> Your objective:
Using the entries below, output each line exactly from the first through the one that contains "pub trait DequeueBroker: Send".

Saved entries
········

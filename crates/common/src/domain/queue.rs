use async_trait::async_trait;

use crate::domain::result::DomainResult;
use crate::domain::tap_event::TapEvent;

/// Trait for publishing batches of tap events to the broker
///
/// Implementations must:
/// - Append the whole batch atomically or fail without enqueuing any of it
/// - Serialize calls so at most one publish is in flight per publisher
#[cfg_attr(any(test, feature = "testing"), mockall::automock)]
#[async_trait]
pub trait QueuePublisher: Send + Sync {
    async fn publish_batch(&self, batch: &[TapEvent]) -> DomainResult<()>;
}

/// Source of dequeue transactions against the broker
#[cfg_attr(any(test, feature = "testing"), mockall::automock)]
#[async_trait]
pub trait DequeueBroker: Send + Sync {
    /// Open a transaction that holds every message it dequeues until commit or rollback
    async fn begin(&self) -> DomainResult<Box<dyn DequeueTransaction>>;
}

/// One broker transaction on the consuming side
///
/// Messages dequeued here are removed for good on `commit` and returned to the head of
/// the queue on `rollback`. A transaction dropped without either is rolled back.
/// Stored messages that cannot be decoded are never handed out; an implementation may
/// delete them even when the transaction is rolled back.
#[cfg_attr(any(test, feature = "testing"), mockall::automock)]
#[async_trait]
pub trait DequeueTransaction: Send {
    /// Take the next message, or `None` when the queue has nothing visible to this transaction
    async fn dequeue_one(&mut self) -> DomainResult<Option<TapEvent>>;

    async fn commit(self: Box<Self>) -> DomainResult<()>;

    async fn rollback(self: Box<Self>) -> DomainResult<()>;
}
use anyhow::{Context, Result};
use tracing::info;

use super::PostgresClient;

const CREATE_QUEUE_TABLE: &str = "
CREATE TABLE IF NOT EXISTS tap_queue (
    id BIGSERIAL PRIMARY KEY,
    queue_name TEXT NOT NULL,
    message_id UUID NOT NULL,
    payload BYTEA NOT NULL,
    enqueued_at TIMESTAMPTZ NOT NULL DEFAULT now()
);
CREATE INDEX IF NOT EXISTS tap_queue_name_id_idx ON tap_queue (queue_name, id);
";

/// Create the queue table if it does not exist yet
///
/// Messages for every queue name share one table; dequeue order is insertion order.
pub async fn ensure_queue_schema(client: &PostgresClient) -> Result<()> {
    let conn = client.get_connection().await?;
    conn.batch_execute(CREATE_QUEUE_TABLE)
        .await
        .context("failed to create tap_queue table")?;
    info!("tap_queue schema ready");
    Ok(())
}
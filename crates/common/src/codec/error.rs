use thiserror::Error;

#[derive(Error, Debug, PartialEq, Eq)]
pub enum CodecError {
    #[error("record truncated: needed {needed} bytes, {available} available")]
    Truncated { needed: usize, available: usize },

    #[error("invalid length prefix {0}")]
    InvalidLength(i32),

    #[error("field {field} is not valid UTF-8")]
    InvalidUtf8 { field: &'static str },

    #[error("field {field} is empty")]
    EmptyField { field: &'static str },

    #[error("message id {0:?} is not a valid UUID")]
    InvalidMessageId(String),

    #[error("unknown tap type code {0}")]
    UnknownTapType(i32),

    #[error("field {field} is {len} bytes, exceeding the i32 length prefix")]
    FieldTooLong { field: &'static str, len: usize },

    #[error("timestamp is outside the encodable range")]
    TimestampOutOfRange,
}
pub mod domain;
pub mod ingestion_service;
pub mod tap_generator;

pub use domain::*;
pub use ingestion_service::*;
pub use tap_generator::*;
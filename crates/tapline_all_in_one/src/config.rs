use std::path::PathBuf;
use std::time::Duration;

use archive_worker::{ArchiveWorkerConfig, ArchiveWriterConfig, QueueConsumerConfig};
use common::{DEFAULT_QUEUE_CAPACITY, PostgresConfig};
use config::{Config, ConfigError, Environment};
use ingestion_service::{BatchAccumulatorConfig, IngestionConfig, TapGeneratorConfig};
use serde::{Deserialize, Serialize};

/// Broker implementation behind both pipelines
#[derive(Debug, Deserialize, Serialize, Clone, Copy, PartialEq, Eq)]
#[serde(rename_all = "lowercase")]
pub enum BrokerKind {
    Postgres,
    Memory,
}

#[derive(Debug, Deserialize, Serialize, Clone)]
pub struct ServiceConfig {
    /// Log level (trace, debug, info, warn, error)
    #[serde(default = "default_log_level")]
    pub log_level: String,

    /// JSON log lines; disable for human-readable output
    #[serde(default = "default_true")]
    pub log_json: bool,

    #[serde(default = "default_broker")]
    pub broker: BrokerKind,

    // PostgreSQL configuration
    #[serde(default = "default_postgres_host")]
    pub postgres_host: String,

    #[serde(default = "default_postgres_port")]
    pub postgres_port: u16,

    #[serde(default = "default_postgres_database")]
    pub postgres_database: String,

    #[serde(default = "default_postgres_username")]
    pub postgres_username: String,

    #[serde(default = "default_postgres_password")]
    pub postgres_password: String,

    #[serde(default = "default_postgres_max_pool_size")]
    pub postgres_max_pool_size: usize,

    // Queue configuration
    /// Name of the broker queue shared by both pipelines
    #[serde(default = "default_queue_name")]
    pub queue_name: String,

    /// Most events per published or dequeued batch
    #[serde(default = "default_batch_size")]
    pub batch_size: usize,

    /// Ingestion queue capacity before producers wait
    #[serde(default = "default_queue_capacity")]
    pub queue_capacity: usize,

    /// Connection attempts at startup
    #[serde(default = "default_max_retries")]
    pub max_retries: u32,

    /// Delay between startup connection attempts and after a failed publish
    #[serde(default = "default_retry_delay_ms")]
    pub retry_delay_ms: u64,

    #[serde(default = "default_poll_delay_ms")]
    pub poll_delay_ms: u64,

    #[serde(default = "default_fault_backoff_ms")]
    pub fault_backoff_ms: u64,

    /// Budget for the final flush on shutdown
    #[serde(default = "default_shutdown_timeout_secs")]
    pub shutdown_timeout_secs: u64,

    /// Startup timeout for broker initialization in seconds
    #[serde(default = "default_startup_timeout_secs")]
    pub startup_timeout_secs: u64,

    // Archive configuration
    #[serde(default = "default_output_path")]
    pub output_path: String,

    /// Advisory size in bytes; exceeding it only logs a warning
    #[serde(default = "default_max_file_size")]
    pub max_file_size: u64,

    /// Reserved; archives are always written uncompressed
    #[serde(default)]
    pub compression: bool,

    // Process selection
    #[serde(default = "default_true")]
    pub run_ingestion: bool,

    #[serde(default = "default_true")]
    pub run_archival: bool,

    /// Feed synthetic taps into the ingestion pipeline
    #[serde(default = "default_true")]
    pub demo_enabled: bool,

    #[serde(default = "default_demo_interval_ms")]
    pub demo_interval_ms: u64,
}

fn default_log_level() -> String {
    "info".to_string()
}

fn default_true() -> bool {
    true
}

fn default_broker() -> BrokerKind {
    BrokerKind::Postgres
}

// PostgreSQL defaults
fn default_postgres_host() -> String {
    "localhost".to_string()
}

fn default_postgres_port() -> u16 {
    5432
}

fn default_postgres_database() -> String {
    "tapline".to_string()
}

fn default_postgres_username() -> String {
    "tapline".to_string()
}

fn default_postgres_password() -> String {
    "tapline".to_string()
}

fn default_postgres_max_pool_size() -> usize {
    5
}

// Queue defaults
fn default_queue_name() -> String {
    "TAP_QUEUE".to_string()
}

fn default_batch_size() -> usize {
    1000
}

fn default_queue_capacity() -> usize {
    DEFAULT_QUEUE_CAPACITY
}

fn default_max_retries() -> u32 {
    3
}

fn default_retry_delay_ms() -> u64 {
    100
}

fn default_poll_delay_ms() -> u64 {
    100
}

fn default_fault_backoff_ms() -> u64 {
    1000
}

fn default_shutdown_timeout_secs() -> u64 {
    5
}

fn default_startup_timeout_secs() -> u64 {
    30
}

// Archive defaults
fn default_output_path() -> String {
    "output/taps.dat".to_string()
}

fn default_max_file_size() -> u64 {
    100 * 1024 * 1024
}

fn default_demo_interval_ms() -> u64 {
    1000
}

impl ServiceConfig {
    pub fn from_env() -> Result<Self, ConfigError> {
        Config::builder()
            .add_source(Environment::with_prefix("TAPLINE"))
            .build()?
            .try_deserialize()
    }

    /// Reject settings the pipelines cannot run with
    pub fn validate(&self) -> Result<(), ConfigError> {
        if self.batch_size == 0 {
            return Err(ConfigError::Message("batch_size must be at least 1".into()));
        }
        if self.queue_capacity == 0 {
            return Err(ConfigError::Message(
                "queue_capacity must be at least 1".into(),
            ));
        }
        if self.queue_name.trim().is_empty() {
            return Err(ConfigError::Message("queue_name must not be empty".into()));
        }
        if self.output_path.trim().is_empty() {
            return Err(ConfigError::Message("output_path must not be empty".into()));
        }
        Ok(())
    }

    pub fn postgres_config(&self) -> PostgresConfig {
        PostgresConfig {
            host: self.postgres_host.clone(),
            port: self.postgres_port,
            database: self.postgres_database.clone(),
            username: self.postgres_username.clone(),
            password: self.postgres_password.clone(),
            max_pool_size: self.postgres_max_pool_size,
        }
    }

    pub fn retry_delay(&self) -> Duration {
        Duration::from_millis(self.retry_delay_ms)
    }

    pub fn shutdown_timeout(&self) -> Duration {
        Duration::from_secs(self.shutdown_timeout_secs)
    }

    pub fn startup_timeout(&self) -> Duration {
        Duration::from_secs(self.startup_timeout_secs)
    }

    pub fn ingestion_config(&self) -> IngestionConfig {
        IngestionConfig {
            queue_capacity: self.queue_capacity,
            accumulator: BatchAccumulatorConfig {
                batch_size: self.batch_size,
                backoff: self.retry_delay(),
            },
            shutdown_budget: self.shutdown_timeout(),
        }
    }

    pub fn archive_worker_config(&self) -> ArchiveWorkerConfig {
        ArchiveWorkerConfig {
            consumer: QueueConsumerConfig {
                batch_size: self.batch_size,
                poll_delay: Duration::from_millis(self.poll_delay_ms),
                fault_backoff: Duration::from_millis(self.fault_backoff_ms),
            },
            writer: ArchiveWriterConfig {
                output_path: PathBuf::from(&self.output_path),
                max_file_size: self.max_file_size,
                compression: self.compression,
                ..Default::default()
            },
        }
    }

    pub fn tap_generator_config(&self) -> TapGeneratorConfig {
        TapGeneratorConfig {
            interval: Duration::from_millis(self.demo_interval_ms),
            ..Default::default()
        }
    }
}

········

> Response to this task:
filename crates/common/src/domain/queue.rs
use async_trait::async_trait;

use crate::domain::result::DomainResult;
use crate::domain::tap_event::TapEvent;

/// Trait for publishing batches of tap events to the broker
///
/// Implementations must:
/// - Append the whole batch atomically or fail without enqueuing any of it
/// - Serialize calls so at most one publish is in flight per publisher
#[cfg_attr(any(test, feature = "testing"), mockall::automock)]
#[async_trait]
pub trait QueuePublisher: Send + Sync {
    async fn publish_batch(&self, batch: &[TapEvent]) -> DomainResult<()>;
}

/// Source of dequeue transactions against the broker
#[cfg_attr(any(test, feature = "testing"), mockall::automock)]
#[async_trait]
pub trait DequeueBroker: Send + Sync {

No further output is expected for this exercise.